▶ **What is being asked**
Where the line with "filename src/main.rs" appears below, start writing out lines exactly, and finish with the line with "completions to print", which is included; write out nothing else.

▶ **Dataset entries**

:::::

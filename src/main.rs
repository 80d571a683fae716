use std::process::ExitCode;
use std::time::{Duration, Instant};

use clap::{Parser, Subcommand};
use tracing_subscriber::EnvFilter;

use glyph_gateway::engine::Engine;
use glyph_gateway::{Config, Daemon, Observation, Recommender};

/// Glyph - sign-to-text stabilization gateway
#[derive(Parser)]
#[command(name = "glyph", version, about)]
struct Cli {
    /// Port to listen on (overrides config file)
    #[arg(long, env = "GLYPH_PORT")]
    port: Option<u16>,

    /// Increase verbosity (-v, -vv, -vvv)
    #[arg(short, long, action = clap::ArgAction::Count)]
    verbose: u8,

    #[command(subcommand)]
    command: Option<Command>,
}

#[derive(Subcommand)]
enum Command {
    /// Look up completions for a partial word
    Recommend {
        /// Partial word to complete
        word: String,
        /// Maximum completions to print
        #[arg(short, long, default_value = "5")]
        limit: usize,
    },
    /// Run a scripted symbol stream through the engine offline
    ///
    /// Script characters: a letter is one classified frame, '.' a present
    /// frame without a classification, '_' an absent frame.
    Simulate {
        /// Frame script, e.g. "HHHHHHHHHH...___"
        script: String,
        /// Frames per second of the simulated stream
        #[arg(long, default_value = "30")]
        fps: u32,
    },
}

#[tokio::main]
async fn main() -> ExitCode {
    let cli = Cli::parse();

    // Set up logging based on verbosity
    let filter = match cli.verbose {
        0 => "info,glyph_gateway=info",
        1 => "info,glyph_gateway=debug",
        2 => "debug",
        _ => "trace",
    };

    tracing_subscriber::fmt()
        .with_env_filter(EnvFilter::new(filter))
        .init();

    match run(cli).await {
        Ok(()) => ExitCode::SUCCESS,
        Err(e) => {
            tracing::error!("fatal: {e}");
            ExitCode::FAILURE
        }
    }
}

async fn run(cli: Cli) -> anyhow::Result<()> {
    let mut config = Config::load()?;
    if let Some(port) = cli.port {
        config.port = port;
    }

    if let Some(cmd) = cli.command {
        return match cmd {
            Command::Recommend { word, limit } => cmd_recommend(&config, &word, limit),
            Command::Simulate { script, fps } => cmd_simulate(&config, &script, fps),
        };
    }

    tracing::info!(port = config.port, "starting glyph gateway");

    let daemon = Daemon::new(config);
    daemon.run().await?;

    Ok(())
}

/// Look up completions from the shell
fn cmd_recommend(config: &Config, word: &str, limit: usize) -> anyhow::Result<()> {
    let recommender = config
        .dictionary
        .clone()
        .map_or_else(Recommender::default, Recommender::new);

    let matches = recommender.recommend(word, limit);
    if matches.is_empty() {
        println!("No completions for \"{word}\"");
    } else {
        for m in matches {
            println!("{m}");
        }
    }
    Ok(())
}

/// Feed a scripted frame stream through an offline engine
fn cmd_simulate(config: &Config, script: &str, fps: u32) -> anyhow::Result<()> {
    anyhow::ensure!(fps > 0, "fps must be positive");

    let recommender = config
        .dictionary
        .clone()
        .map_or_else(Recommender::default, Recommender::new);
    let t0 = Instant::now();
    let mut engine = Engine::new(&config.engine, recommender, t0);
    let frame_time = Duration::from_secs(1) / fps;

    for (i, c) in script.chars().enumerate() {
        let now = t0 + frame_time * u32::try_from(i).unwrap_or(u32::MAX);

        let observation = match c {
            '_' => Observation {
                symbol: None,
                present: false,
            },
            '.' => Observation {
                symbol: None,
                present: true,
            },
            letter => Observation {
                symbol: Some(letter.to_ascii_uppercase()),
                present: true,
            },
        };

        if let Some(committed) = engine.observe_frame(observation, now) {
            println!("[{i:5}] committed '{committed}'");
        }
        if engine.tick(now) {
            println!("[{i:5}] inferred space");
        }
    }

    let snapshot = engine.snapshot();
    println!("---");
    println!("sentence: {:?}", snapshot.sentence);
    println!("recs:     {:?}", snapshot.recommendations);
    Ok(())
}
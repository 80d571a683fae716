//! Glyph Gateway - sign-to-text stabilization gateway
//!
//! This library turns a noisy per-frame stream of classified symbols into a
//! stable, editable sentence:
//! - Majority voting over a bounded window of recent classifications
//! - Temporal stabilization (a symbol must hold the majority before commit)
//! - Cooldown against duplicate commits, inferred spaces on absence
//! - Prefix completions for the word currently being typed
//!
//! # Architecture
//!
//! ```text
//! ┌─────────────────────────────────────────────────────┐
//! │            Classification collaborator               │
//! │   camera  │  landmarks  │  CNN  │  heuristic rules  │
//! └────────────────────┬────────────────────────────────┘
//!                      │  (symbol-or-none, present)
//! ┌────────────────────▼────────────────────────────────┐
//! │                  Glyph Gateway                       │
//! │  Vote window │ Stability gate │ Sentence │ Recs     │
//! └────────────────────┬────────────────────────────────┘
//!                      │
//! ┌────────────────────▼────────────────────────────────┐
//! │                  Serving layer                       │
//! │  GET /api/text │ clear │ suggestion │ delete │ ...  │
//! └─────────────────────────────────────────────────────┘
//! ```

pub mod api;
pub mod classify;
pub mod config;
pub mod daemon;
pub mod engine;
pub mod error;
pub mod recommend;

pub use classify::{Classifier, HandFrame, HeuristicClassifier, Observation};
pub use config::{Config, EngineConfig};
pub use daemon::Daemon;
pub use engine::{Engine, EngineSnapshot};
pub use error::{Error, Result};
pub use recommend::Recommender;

:::::

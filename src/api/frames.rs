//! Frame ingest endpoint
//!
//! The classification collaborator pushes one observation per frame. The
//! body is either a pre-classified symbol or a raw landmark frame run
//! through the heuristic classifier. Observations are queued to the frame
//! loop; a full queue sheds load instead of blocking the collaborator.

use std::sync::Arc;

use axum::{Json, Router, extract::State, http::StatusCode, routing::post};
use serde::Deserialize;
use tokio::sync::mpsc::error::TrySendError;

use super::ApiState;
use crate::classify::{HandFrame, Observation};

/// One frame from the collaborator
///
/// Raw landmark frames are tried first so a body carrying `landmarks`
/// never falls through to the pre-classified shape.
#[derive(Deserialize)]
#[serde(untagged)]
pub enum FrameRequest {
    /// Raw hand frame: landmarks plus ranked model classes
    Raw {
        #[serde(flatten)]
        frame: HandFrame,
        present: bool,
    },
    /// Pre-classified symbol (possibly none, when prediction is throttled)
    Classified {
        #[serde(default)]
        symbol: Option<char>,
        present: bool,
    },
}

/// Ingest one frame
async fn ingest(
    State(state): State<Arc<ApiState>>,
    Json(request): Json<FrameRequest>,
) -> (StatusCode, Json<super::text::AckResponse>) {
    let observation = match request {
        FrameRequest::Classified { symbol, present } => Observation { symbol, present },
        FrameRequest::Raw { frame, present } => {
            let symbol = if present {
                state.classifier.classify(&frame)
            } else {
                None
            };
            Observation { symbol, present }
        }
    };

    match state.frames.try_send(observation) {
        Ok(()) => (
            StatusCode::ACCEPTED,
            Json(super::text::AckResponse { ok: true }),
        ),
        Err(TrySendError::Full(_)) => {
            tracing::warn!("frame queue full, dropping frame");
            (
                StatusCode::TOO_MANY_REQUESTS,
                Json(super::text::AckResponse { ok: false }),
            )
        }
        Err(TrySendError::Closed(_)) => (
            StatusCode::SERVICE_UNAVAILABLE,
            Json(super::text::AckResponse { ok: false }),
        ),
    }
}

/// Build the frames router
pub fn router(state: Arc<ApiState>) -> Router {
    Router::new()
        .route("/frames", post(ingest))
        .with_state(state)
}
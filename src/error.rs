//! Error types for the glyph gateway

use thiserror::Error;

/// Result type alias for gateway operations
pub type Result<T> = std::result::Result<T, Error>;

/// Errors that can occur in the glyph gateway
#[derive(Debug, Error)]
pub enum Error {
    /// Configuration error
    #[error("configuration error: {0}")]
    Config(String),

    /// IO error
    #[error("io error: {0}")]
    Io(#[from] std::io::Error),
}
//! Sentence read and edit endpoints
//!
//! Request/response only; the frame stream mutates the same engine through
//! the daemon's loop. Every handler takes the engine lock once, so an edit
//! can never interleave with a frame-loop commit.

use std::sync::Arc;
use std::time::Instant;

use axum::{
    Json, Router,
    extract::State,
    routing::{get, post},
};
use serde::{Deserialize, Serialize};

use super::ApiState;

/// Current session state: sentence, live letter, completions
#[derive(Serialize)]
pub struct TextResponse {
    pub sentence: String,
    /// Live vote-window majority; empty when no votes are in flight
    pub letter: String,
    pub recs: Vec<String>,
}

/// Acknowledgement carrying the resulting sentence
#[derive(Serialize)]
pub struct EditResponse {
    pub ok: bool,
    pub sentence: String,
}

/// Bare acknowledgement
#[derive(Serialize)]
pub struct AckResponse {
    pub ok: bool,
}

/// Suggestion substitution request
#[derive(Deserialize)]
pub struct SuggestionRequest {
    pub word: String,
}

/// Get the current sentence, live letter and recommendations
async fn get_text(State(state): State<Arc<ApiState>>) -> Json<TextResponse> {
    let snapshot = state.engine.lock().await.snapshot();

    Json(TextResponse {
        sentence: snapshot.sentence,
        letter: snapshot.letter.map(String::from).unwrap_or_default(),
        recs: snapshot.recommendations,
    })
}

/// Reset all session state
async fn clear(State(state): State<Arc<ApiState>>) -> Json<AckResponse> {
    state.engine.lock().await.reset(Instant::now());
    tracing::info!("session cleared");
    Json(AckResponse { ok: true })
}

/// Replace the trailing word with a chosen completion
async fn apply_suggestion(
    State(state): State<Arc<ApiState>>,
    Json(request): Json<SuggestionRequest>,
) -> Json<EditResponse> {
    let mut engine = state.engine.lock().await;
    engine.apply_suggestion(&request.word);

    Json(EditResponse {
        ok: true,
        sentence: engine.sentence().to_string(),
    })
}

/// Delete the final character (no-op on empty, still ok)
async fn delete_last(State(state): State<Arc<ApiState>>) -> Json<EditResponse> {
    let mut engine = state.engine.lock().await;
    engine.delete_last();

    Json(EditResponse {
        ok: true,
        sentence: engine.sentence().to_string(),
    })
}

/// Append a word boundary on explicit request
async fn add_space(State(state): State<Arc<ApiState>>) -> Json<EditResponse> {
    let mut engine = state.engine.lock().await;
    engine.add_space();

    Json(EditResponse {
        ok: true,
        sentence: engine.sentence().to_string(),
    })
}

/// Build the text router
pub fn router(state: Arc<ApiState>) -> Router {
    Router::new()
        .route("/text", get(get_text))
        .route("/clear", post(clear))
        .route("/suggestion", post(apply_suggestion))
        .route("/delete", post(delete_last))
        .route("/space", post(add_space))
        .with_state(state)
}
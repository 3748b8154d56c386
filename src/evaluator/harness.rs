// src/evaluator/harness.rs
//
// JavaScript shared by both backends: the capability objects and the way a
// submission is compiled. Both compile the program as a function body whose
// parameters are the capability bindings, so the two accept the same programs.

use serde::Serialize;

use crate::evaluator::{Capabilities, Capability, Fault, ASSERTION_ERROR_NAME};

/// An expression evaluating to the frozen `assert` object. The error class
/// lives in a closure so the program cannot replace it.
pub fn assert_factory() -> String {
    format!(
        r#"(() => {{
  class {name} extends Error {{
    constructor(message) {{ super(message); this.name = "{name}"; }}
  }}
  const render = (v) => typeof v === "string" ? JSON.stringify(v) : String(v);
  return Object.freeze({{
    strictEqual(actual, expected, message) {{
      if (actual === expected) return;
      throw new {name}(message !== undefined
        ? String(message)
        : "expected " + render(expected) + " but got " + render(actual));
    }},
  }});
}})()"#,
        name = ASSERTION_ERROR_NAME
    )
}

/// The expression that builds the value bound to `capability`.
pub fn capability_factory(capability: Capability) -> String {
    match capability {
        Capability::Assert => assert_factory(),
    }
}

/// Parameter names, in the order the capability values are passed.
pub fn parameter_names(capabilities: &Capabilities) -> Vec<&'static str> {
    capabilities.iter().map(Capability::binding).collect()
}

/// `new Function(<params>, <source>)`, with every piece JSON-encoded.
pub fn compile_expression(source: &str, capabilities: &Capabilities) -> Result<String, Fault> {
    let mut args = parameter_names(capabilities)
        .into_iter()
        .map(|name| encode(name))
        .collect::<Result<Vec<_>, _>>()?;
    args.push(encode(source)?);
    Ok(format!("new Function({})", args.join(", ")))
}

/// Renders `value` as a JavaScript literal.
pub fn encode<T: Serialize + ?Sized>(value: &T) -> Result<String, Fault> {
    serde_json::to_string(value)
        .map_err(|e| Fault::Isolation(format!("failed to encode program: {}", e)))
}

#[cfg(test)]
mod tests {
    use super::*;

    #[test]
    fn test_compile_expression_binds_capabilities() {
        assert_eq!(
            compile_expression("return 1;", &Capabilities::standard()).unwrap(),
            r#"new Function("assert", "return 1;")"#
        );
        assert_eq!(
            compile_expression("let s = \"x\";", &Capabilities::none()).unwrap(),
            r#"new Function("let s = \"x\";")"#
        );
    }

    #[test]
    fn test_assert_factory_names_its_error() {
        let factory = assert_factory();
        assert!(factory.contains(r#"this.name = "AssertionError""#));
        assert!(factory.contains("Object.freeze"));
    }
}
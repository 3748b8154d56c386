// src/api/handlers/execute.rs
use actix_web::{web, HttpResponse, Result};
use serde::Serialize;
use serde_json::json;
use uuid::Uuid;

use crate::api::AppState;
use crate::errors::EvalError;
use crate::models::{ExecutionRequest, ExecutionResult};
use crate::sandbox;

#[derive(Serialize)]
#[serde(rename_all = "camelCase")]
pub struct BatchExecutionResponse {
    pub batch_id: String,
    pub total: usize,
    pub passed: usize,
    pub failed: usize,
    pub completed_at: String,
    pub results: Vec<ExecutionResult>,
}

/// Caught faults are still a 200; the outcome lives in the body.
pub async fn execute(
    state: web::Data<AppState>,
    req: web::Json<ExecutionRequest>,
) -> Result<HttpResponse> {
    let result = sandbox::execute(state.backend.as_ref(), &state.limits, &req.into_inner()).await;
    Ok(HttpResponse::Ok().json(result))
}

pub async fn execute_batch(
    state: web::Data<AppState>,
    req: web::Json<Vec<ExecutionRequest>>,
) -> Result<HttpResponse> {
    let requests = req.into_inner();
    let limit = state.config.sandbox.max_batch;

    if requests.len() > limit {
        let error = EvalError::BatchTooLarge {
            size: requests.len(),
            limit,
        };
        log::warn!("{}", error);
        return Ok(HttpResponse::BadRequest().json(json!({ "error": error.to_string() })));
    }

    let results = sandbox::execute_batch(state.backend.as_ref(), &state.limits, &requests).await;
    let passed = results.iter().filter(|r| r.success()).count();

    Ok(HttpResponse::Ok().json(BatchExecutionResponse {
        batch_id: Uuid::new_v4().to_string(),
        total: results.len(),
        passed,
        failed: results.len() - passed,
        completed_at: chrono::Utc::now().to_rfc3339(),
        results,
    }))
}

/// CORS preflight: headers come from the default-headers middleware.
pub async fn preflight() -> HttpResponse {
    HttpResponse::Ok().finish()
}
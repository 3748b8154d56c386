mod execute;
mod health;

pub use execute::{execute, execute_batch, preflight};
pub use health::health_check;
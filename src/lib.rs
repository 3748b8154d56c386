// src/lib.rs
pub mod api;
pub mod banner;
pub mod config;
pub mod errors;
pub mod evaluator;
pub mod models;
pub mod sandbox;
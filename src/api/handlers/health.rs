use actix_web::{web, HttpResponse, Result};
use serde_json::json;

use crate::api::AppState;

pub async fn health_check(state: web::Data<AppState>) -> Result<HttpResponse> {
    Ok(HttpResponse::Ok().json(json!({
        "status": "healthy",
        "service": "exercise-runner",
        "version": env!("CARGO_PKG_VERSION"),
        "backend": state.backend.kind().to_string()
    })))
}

:::::

▶ **Final answer**
filename src/main.rs
repository 80d571a683fae716
use std::process::ExitCode;
use std::time::{Duration, Instant};

use clap::{Parser, Subcommand};
use tracing_subscriber::EnvFilter;

use glyph_gateway::engine::Engine;
use glyph_gateway::{Config, Daemon, Observation, Recommender};

/// Glyph - sign-to-text stabilization gateway
#[derive(Parser)]
#[command(name = "glyph", version, about)]
struct Cli {
    /// Port to listen on (overrides config file)
    #[arg(long, env = "GLYPH_PORT")]
    port: Option<u16>,

    /// Increase verbosity (-v, -vv, -vvv)
    #[arg(short, long, action = clap::ArgAction::Count)]
    verbose: u8,

    #[command(subcommand)]
    command: Option<Command>,
}

#[derive(Subcommand)]
enum Command {
    /// Look up completions for a partial word
    Recommend {
        /// Partial word to complete
        word: String,
        /// Maximum completions to print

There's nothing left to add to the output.